● **WHAT YOU ARE ASKED TO DO**:
All lines from the opening of the entries below through the line containing "is full the" must be output exactly as they appear, with no other lines.

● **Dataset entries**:
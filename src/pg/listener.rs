//! LISTEN/NOTIFY support.
//!
//! A `PgListener` owns one dedicated connection, outside any pool, driven by
//! a background task. The task reads notifications off the socket and pushes
//! them into a bounded queue in arrival order. When the queue is full the
//! task stops reading, so backpressure reaches the server instead of growing
//! memory; LISTEN and UNLISTEN are still served meanwhile. If the connection drops, the task reconnects with backoff and
//! re-issues LISTEN for every channel; notifications sent during the outage
//! are lost (at-most-once delivery).

use std::collections::BTreeSet;
use std::time::Duration;

use tokio::sync::{mpsc, oneshot};
use tokio::task::JoinHandle;
use tokio_util::sync::CancellationToken;

use super::connection::{PgConfig, PgConnection};
use super::retry::RetryPolicy;
use crate::error::{Error, Result};

/// Capacity of the delivery queue between the reader task and the consumer.
pub const NOTIFICATION_QUEUE_CAPACITY: usize = 100;

/// An asynchronous notification from `NOTIFY`.
#[derive(Debug, Clone, PartialEq, Eq)]
pub struct Notification {
    /// Backend that sent the notification
    pub process_id: i32,
    pub channel: String,
    pub payload: String,
    /// Arrival order within one listener, starting at 1
    pub sequence: u64,
}

impl Notification {
    pub(crate) fn new(process_id: i32, channel: String, payload: String) -> Self {
        Self {
            process_id,
            channel,
            payload,
            sequence: 0,
        }
    }
}

enum Command {
    Listen(String, oneshot::Sender<Result<()>>),
    Unlisten(String, oneshot::Sender<Result<()>>),
}

/// Quote an identifier for interpolation into SQL.
pub fn quote_identifier(name: &str) -> String {
    format!("\"{}\"", name.replace('"', "\"\""))
}

/// Receives notifications on a dedicated connection.
pub struct PgListener {
    commands: mpsc::Sender<Command>,
    notifications: mpsc::Receiver<Notification>,
    shutdown: CancellationToken,
    task: Option<JoinHandle<()>>,
}

impl PgListener {
    /// Open the dedicated connection and start the reader task.
    pub async fn connect(config: PgConfig, retry: RetryPolicy) -> Result<Self> {
        let conn = super::pool::connect_with_retry(&config, &retry).await?;
        let (command_tx, command_rx) = mpsc::channel(16);
        let (notify_tx, notify_rx) = mpsc::channel(NOTIFICATION_QUEUE_CAPACITY);
        let shutdown = CancellationToken::new();

        let worker = Worker {
            conn: Some(conn),
            config,
            retry,
            channels: BTreeSet::new(),
            commands: command_rx,
            deliveries: notify_tx,
            shutdown: shutdown.clone(),
            sequence: 0,
            parked: None,
        };
        let task = tokio::spawn(worker.run());

        Ok(Self {
            commands: command_tx,
            notifications: notify_rx,
            shutdown,
            task: Some(task),
        })
    }

    /// Start listening on `channel`. Returns once the server confirmed it.
    pub async fn listen(&self, channel: &str) -> Result<()> {
        self.command(|ack| Command::Listen(channel.to_string(), ack))
            .await
    }

    /// Stop listening on `channel`.
    pub async fn unlisten(&self, channel: &str) -> Result<()> {
        self.command(|ack| Command::Unlisten(channel.to_string(), ack))
            .await
    }

    async fn command(&self, make: impl FnOnce(oneshot::Sender<Result<()>>) -> Command) -> Result<()> {
        let (ack_tx, ack_rx) = oneshot::channel();
        self.commands
            .send(make(ack_tx))
            .await
            .map_err(|_| Error::ListenerClosed)?;
        ack_rx.await.map_err(|_| Error::ListenerClosed)?
    }

    /// Wait for the next notification.
    pub async fn receive(&mut self) -> Result<Notification> {
        self.notifications.recv().await.ok_or(Error::ListenerClosed)
    }

    /// Wait at most `timeout` for the next notification.
    pub async fn receive_timeout(&mut self, timeout: Duration) -> Result<Notification> {
        tokio::time::timeout(timeout, self.receive())
            .await
            .map_err(|_| Error::Timeout)?
    }

    /// Wait for the next notification unless `token` fires first. Nothing is
    /// lost on cancellation: an undelivered notification stays queued.
    pub async fn receive_with_cancel(&mut self, token: &CancellationToken) -> Result<Notification> {
        tokio::select! {
            _ = token.cancelled() => Err(Error::Cancelled),
            n = self.receive() => n,
        }
    }

    /// A queued notification, if any, without waiting.
    pub fn try_receive(&mut self) -> Option<Notification> {
        self.notifications.try_recv().ok()
    }

    /// Stop the reader task and close the connection.
    pub async fn close(mut self) -> Result<()> {
        self.shutdown.cancel();
        if let Some(task) = self.task.take() {
            task.await
                .map_err(|e| Error::Connection(format!("listener task failed: {}", e)))?;
        }
        Ok(())
    }
}

impl Drop for PgListener {
    fn drop(&mut self) {
        self.shutdown.cancel();
    }
}

// ============================================================================
// Reader task
// ============================================================================

struct Worker {
    conn: Option<PgConnection>,
    config: PgConfig,
    retry: RetryPolicy,
    channels: BTreeSet<String>,
    commands: mpsc::Receiver<Command>,
    deliveries: mpsc::Sender<Notification>,
    shutdown: CancellationToken,
    sequence: u64,
    /// Notification waiting for room in the delivery queue
    parked: Option<Notification>,
}

impl Worker {
    async fn run(mut self) {
        let mut attempt = 0u32;
        loop {
            if self.conn.is_none() {
                attempt += 1;
                let delay = self.retry.backoff(attempt);
                tokio::select! {
                    biased;
                    _ = self.shutdown.cancelled() => break,
                    _ = tokio::time::sleep(delay) => {}
                }
                match self.reconnect().await {
                    Ok(conn) => {
                        tracing::info!(channels = self.channels.len(), "Listener reconnected");
                        self.conn = Some(conn);
                        attempt = 0;
                    }
                    Err(e) => {
                        tracing::warn!(attempt, error = %e, "Listener reconnect failed");
                    }
                }
                continue;
            }

            // Queue full: hold the socket still but keep answering commands.
            if let Some(n) = self.parked.take() {
                let deliveries = self.deliveries.clone();
                tokio::select! {
                    biased;
                    _ = self.shutdown.cancelled() => break,
                    cmd = self.commands.recv() => {
                        self.parked = Some(n);
                        let Some(cmd) = cmd else { break };
                        self.apply(cmd).await;
                    }
                    permit = deliveries.reserve() => match permit {
                        Ok(permit) => permit.send(n),
                        Err(_) => break,
                    },
                }
                continue;
            }

            let Some(conn) = self.conn.as_mut() else {
                continue;
            };
            tokio::select! {
                biased;
                _ = self.shutdown.cancelled() => break,
                cmd = self.commands.recv() => {
                    let Some(cmd) = cmd else { break };
                    self.apply(cmd).await;
                }
                n = conn.next_notification() => match n {
                    Ok(n) => {
                        if !self.deliver(n) {
                            break;
                        }
                    }
                    Err(e) => {
                        tracing::warn!(error = %e, "Listener connection lost");
                        self.conn = None;
                    }
                },
            }
        }

        if let Some(mut conn) = self.conn.take() {
            let _ = conn.close().await;
        }
        tracing::debug!("Listener stopped");
    }

    async fn apply(&mut self, cmd: Command) {
        let (sql, ack) = match cmd {
            Command::Listen(channel, ack) => {
                let sql = format!("LISTEN {}", quote_identifier(&channel));
                self.channels.insert(channel);
                (sql, ack)
            }
            Command::Unlisten(channel, ack) => {
                let sql = format!("UNLISTEN {}", quote_identifier(&channel));
                self.channels.remove(&channel);
                (sql, ack)
            }
        };

        let res = match self.conn.as_mut() {
            Some(conn) => conn.execute(&sql, &[]).await.map(drop),
            None => Err(Error::ConnectionClosed),
        };
        if let Err(ref e) = res {
            if e.is_fatal() {
                tracing::warn!(error = %e, "Listener connection lost");
                self.conn = None;
            }
        }
        let _ = ack.send(res);
    }

    /// Queue a notification, parking it if the queue is full; false once the
    /// consumer is gone.
    fn deliver(&mut self, mut n: Notification) -> bool {
        self.sequence += 1;
        n.sequence = self.sequence;
        match self.deliveries.try_send(n) {
            Ok(()) => true,
            Err(mpsc::error::TrySendError::Closed(_)) => false,
            Err(mpsc::error::TrySendError::Full(n)) => {
                tracing::warn!(
                    capacity = NOTIFICATION_QUEUE_CAPACITY,
                    "Notification queue full; pausing reads until the consumer catches up"
                );
                self.parked = Some(n);
                true
            }
        }
    }

    async fn reconnect(&mut self) -> Result<PgConnection> {
        let mut conn = PgConnection::connect_with_config(self.config.clone()).await?;
        for channel in &self.channels {
            conn.execute(&format!("LISTEN {}", quote_identifier(channel)), &[])
                .await?;
        }
        Ok(conn)
    }
}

● **ANSWER SECTION**:
filename src/pg/listener.rs
//! LISTEN/NOTIFY support.
//!
//! A `PgListener` owns one dedicated connection, outside any pool, driven by
//! a background task. The task reads notifications off the socket and pushes
//! them into a bounded queue in arrival order. When the queue is full the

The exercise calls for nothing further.